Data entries
──────

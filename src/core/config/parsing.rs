use std::env;

use super::types::{ConfigError, Environment};

pub(super) fn env_optional(key: &str) -> Option<String> {
    env::var(key).ok().map(|value| value.trim().to_string()).filter(|value| !value.is_empty())
}

pub(super) fn env_or_default(key: &str, default: &str) -> String {
    env_optional(key).unwrap_or_else(|| default.to_string())
}

pub(super) fn parse_u16(field: &'static str, value: String) -> Result<u16, ConfigError> {
    value.parse::<u16>().map_err(|_| ConfigError::InvalidValue { field, value })
}

pub(super) fn parse_u64(field: &'static str, value: String) -> Result<u64, ConfigError> {
    value.parse::<u64>().map_err(|_| ConfigError::InvalidValue { field, value })
}

pub(super) fn parse_bool(value: &str) -> bool {
    matches!(value, "1" | "true" | "TRUE" | "yes" | "YES" | "on" | "ON")
}

pub(super) fn parse_environment(value: Option<String>) -> Environment {
    match value.as_deref().map(|item| item.to_lowercase()) {
        Some(ref val) if val == "production" || val == "prod" => Environment::Production,
        Some(ref val) if val == "staging" => Environment::Staging,
        Some(ref val) if val == "test" || val == "testing" => Environment::Test,
        _ => Environment::Development,
    }
}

──────

• **TASK DESCRIPTION**
The span to print begins at the line containing "pub(super) fn parse_environment(value: Option<String>)" and ends at the final line of the entries; print it exactly and print nothing else.

• **SOLUTION TO THE EXERCISE**
pub(super) fn parse_environment(value: Option<String>) -> Environment {
    match value.as_deref().map(|item| item.to_lowercase()) {
        Some(ref val) if val == "production" || val == "prod" => Environment::Production,
        Some(ref val) if val == "staging" => Environment::Staging,
        Some(ref val) if val == "test" || val == "testing" => Environment::Test,
        _ => Environment::Development,
    }
}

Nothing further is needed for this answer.